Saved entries
■ ■ ■

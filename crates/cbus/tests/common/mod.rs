#![allow(dead_code)]

use std::cell::RefCell;
use std::rc::Rc;

use cbus::icd::RomCode;
use cbus::{
    CbusConfig, I2cBus, I2cHost, I2cTarget, OneWireBus, OneWireHost, OpenError, PinPool, Registry,
    SpiBus, SpiHost, SpiPins, SpiTarget, SpiTransfer, SpiTx, TransceiverError,
};

// ---------------------------------------------------------------------------
// 1-Wire
// ---------------------------------------------------------------------------

#[derive(Debug, Default)]
pub struct OneWireState {
    /// Pins with an open bus.
    pub open: Vec<u8>,
    pub opened: usize,
    pub closed: usize,
    pub channels: (u8, u8),
    /// ROM codes answering a search on any bus.
    pub present: Vec<RomCode>,
    /// Error yielded after the present devices during a search.
    pub search_error: Option<TransceiverError>,
    pub resets: usize,
    pub frames: Vec<Vec<u8>>,
    /// Bytes served to reads, in order.
    pub response: Vec<u8>,
    pub fail_open: Option<OpenError>,
    pub fail_reset: Option<TransceiverError>,
}

pub struct MockOneWireHost {
    pub state: Rc<RefCell<OneWireState>>,
}

pub struct MockOneWireBus {
    pin: u8,
    state: Rc<RefCell<OneWireState>>,
}

impl OneWireHost for MockOneWireHost {
    type Bus = MockOneWireBus;

    fn open(&mut self, data_pin: u8) -> Result<MockOneWireBus, OpenError> {
        let mut state = self.state.borrow_mut();
        if let Some(e) = state.fail_open.take() {
            return Err(e);
        }
        state.opened += 1;
        state.open.push(data_pin);
        Ok(MockOneWireBus { pin: data_pin, state: self.state.clone() })
    }

    fn close(&mut self, bus: MockOneWireBus) -> Result<(), TransceiverError> {
        let mut state = self.state.borrow_mut();
        state.closed += 1;
        state.open.retain(|pin| *pin != bus.pin);
        Ok(())
    }
}

impl OneWireBus for MockOneWireBus {
    fn channels(&self) -> (u8, u8) {
        self.state.borrow().channels
    }

    fn reset(&mut self) -> Result<(), TransceiverError> {
        let mut state = self.state.borrow_mut();
        state.resets += 1;
        match state.fail_reset {
            Some(e) => Err(e),
            None => Ok(()),
        }
    }

    fn write(&mut self, bytes: &[u8]) -> Result<(), TransceiverError> {
        self.state.borrow_mut().frames.push(bytes.to_vec());
        Ok(())
    }

    fn read(&mut self, buf: &mut [u8]) -> Result<(), TransceiverError> {
        let state = self.state.borrow();
        let n = buf.len().min(state.response.len());
        buf[..n].copy_from_slice(&state.response[..n]);
        Ok(())
    }

    fn search(&mut self) -> impl Iterator<Item = Result<RomCode, TransceiverError>> + '_ {
        let state = self.state.borrow();
        let found: Vec<_> = state.present.iter().copied().map(Ok).collect();
        found.into_iter().chain(state.search_error.map(Err))
    }
}

// ---------------------------------------------------------------------------
// I2C
// ---------------------------------------------------------------------------

#[derive(Debug)]
pub struct I2cState {
    /// Hardware controllers available.
    pub controllers: u8,
    /// (scl, sda, controller index) of every open controller.
    pub open: Vec<(u8, u8, u8)>,
    pub opened: usize,
    pub closed: usize,
    /// Addresses that acknowledge.
    pub present: Vec<u16>,
    pub writes: Vec<(u16, Vec<u8>)>,
    pub reads: Vec<(u16, usize)>,
    pub probes: usize,
    pub response: Vec<u8>,
    pub fail: Option<TransceiverError>,
}

impl Default for I2cState {
    fn default() -> Self {
        Self {
            controllers: 2,
            open: Vec::new(),
            opened: 0,
            closed: 0,
            present: Vec::new(),
            writes: Vec::new(),
            reads: Vec::new(),
            probes: 0,
            response: Vec::new(),
            fail: None,
        }
    }
}

impl I2cState {
    fn check(&self, target: &I2cTarget) -> Result<(), TransceiverError> {
        if let Some(e) = self.fail {
            return Err(e);
        }
        if target.ack_check && !self.present.contains(&target.address) {
            return Err(TransceiverError::NotAcknowledged);
        }
        Ok(())
    }

    fn fill(&self, buf: &mut [u8]) {
        let n = buf.len().min(self.response.len());
        buf[..n].copy_from_slice(&self.response[..n]);
    }
}

pub struct MockI2cHost {
    pub state: Rc<RefCell<I2cState>>,
}

pub struct MockI2cBus {
    index: u8,
    state: Rc<RefCell<I2cState>>,
}

impl I2cHost for MockI2cHost {
    type Bus = MockI2cBus;

    fn open(&mut self, scl_pin: u8, sda_pin: u8) -> Result<(u8, MockI2cBus), OpenError> {
        let mut state = self.state.borrow_mut();
        let index = (0..state.controllers)
            .find(|i| state.open.iter().all(|(_, _, used)| used != i))
            .ok_or(OpenError::NoMoreBuses)?;
        state.opened += 1;
        state.open.push((scl_pin, sda_pin, index));
        Ok((index, MockI2cBus { index, state: self.state.clone() }))
    }

    fn close(&mut self, bus: MockI2cBus) -> Result<(), TransceiverError> {
        let mut state = self.state.borrow_mut();
        state.closed += 1;
        state.open.retain(|(_, _, index)| *index != bus.index);
        Ok(())
    }
}

impl I2cBus for MockI2cBus {
    fn write(&mut self, target: &I2cTarget, bytes: &[u8]) -> Result<(), TransceiverError> {
        let mut state = self.state.borrow_mut();
        state.check(target)?;
        state.writes.push((target.address, bytes.to_vec()));
        Ok(())
    }

    fn read(&mut self, target: &I2cTarget, buf: &mut [u8]) -> Result<(), TransceiverError> {
        let mut state = self.state.borrow_mut();
        state.check(target)?;
        state.reads.push((target.address, buf.len()));
        state.fill(buf);
        Ok(())
    }

    fn write_read(
        &mut self,
        target: &I2cTarget,
        bytes: &[u8],
        buf: &mut [u8],
    ) -> Result<(), TransceiverError> {
        let mut state = self.state.borrow_mut();
        state.check(target)?;
        state.writes.push((target.address, bytes.to_vec()));
        state.reads.push((target.address, buf.len()));
        state.fill(buf);
        Ok(())
    }

    fn probe(&mut self, address: u16, _timeout_ms: u8) -> Result<(), TransceiverError> {
        let mut state = self.state.borrow_mut();
        state.probes += 1;
        if let Some(e) = state.fail {
            return Err(e);
        }
        if state.present.contains(&address) {
            Ok(())
        } else {
            Err(TransceiverError::NotAcknowledged)
        }
    }
}

// ---------------------------------------------------------------------------
// SPI
// ---------------------------------------------------------------------------

#[derive(Debug, Clone, PartialEq, Eq)]
pub struct SpiRecord {
    pub cs_pin: u8,
    pub command: u16,
    pub address: u64,
    pub tx: Vec<u8>,
    pub inline: bool,
    pub rx_len: usize,
}

#[derive(Debug)]
pub struct SpiState {
    pub slots: u8,
    pub open: Vec<(u8, SpiPins)>,
    pub opened: usize,
    pub closed: usize,
    pub transfers: Vec<SpiRecord>,
    pub response: Vec<u8>,
    pub fail: Option<TransceiverError>,
}

impl Default for SpiState {
    fn default() -> Self {
        Self {
            slots: 2,
            open: Vec::new(),
            opened: 0,
            closed: 0,
            transfers: Vec::new(),
            response: Vec::new(),
            fail: None,
        }
    }
}

pub struct MockSpiHost {
    pub state: Rc<RefCell<SpiState>>,
}

pub struct MockSpiBus {
    slot: u8,
    state: Rc<RefCell<SpiState>>,
}

impl SpiHost for MockSpiHost {
    type Bus = MockSpiBus;

    fn slots(&self) -> u8 {
        self.state.borrow().slots
    }

    fn open(&mut self, slot: u8, pins: SpiPins) -> Result<MockSpiBus, OpenError> {
        let mut state = self.state.borrow_mut();
        state.opened += 1;
        state.open.push((slot, pins));
        Ok(MockSpiBus { slot, state: self.state.clone() })
    }

    fn close(&mut self, bus: MockSpiBus) -> Result<(), TransceiverError> {
        let mut state = self.state.borrow_mut();
        state.closed += 1;
        state.open.retain(|(slot, _)| *slot != bus.slot);
        Ok(())
    }
}

impl SpiBus for MockSpiBus {
    fn polling_transmit(
        &mut self,
        target: &SpiTarget,
        transfer: SpiTransfer<'_>,
    ) -> Result<(), TransceiverError> {
        let mut state = self.state.borrow_mut();
        if let Some(e) = state.fail {
            return Err(e);
        }
        let n = transfer.rx.len().min(state.response.len());
        transfer.rx[..n].copy_from_slice(&state.response[..n]);
        state.transfers.push(SpiRecord {
            cs_pin: target.cs_pin,
            command: transfer.command,
            address: transfer.address,
            tx: transfer.tx.bytes().to_vec(),
            inline: matches!(transfer.tx, SpiTx::Inline { .. }),
            rx_len: transfer.rx.len(),
        });
        Ok(())
    }
}

// ---------------------------------------------------------------------------
// Harness
// ---------------------------------------------------------------------------

pub type TestRegistry = Registry<PinPool, MockOneWireHost, MockI2cHost, MockSpiHost>;

pub struct Harness {
    pub registry: TestRegistry,
    pub onewire: Rc<RefCell<OneWireState>>,
    pub i2c: Rc<RefCell<I2cState>>,
    pub spi: Rc<RefCell<SpiState>>,
}

pub fn harness() -> Harness {
    harness_with(CbusConfig::new().with_seed(0x1D2C))
}

pub fn harness_with(config: CbusConfig) -> Harness {
    let onewire = Rc::new(RefCell::new(OneWireState::default()));
    let i2c = Rc::new(RefCell::new(I2cState::default()));
    let spi = Rc::new(RefCell::new(SpiState::default()));
    let registry = Registry::new(
        &config,
        PinPool::new(),
        MockOneWireHost { state: onewire.clone() },
        MockI2cHost { state: i2c.clone() },
        MockSpiHost { state: spi.clone() },
    );
    Harness { registry, onewire, i2c, spi }
}

/// DS18B20-style ROM code used throughout the tests.
pub const ROM: RomCode = RomCode::new([0x28, 0x02, 0x01, 0x03, 0x04, 0x05, 0x06, 0x99]);
/// Collides with [`ROM`] under seed 0x1D2C.
pub const ROM_TWIN: RomCode = RomCode::new([0x28, 0x02, 0x01, 0x03, 0x04, 0x14, 0x0E, 0x98]);

pub fn rom(serial: u8) -> RomCode {
    RomCode::new([0x28, serial, 0, 0, 0, 0, 0, 0])
}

■ ■ ■

• [Your assignment]
Return every line from the entries above that includes the word "type".

• [Expected answer]
    type Bus = MockOneWireBus;
    type Bus = MockI2cBus;
    type Bus = MockSpiBus;
pub type TestRegistry = Registry<PinPool, MockOneWireHost, MockI2cHost, MockSpiHost>;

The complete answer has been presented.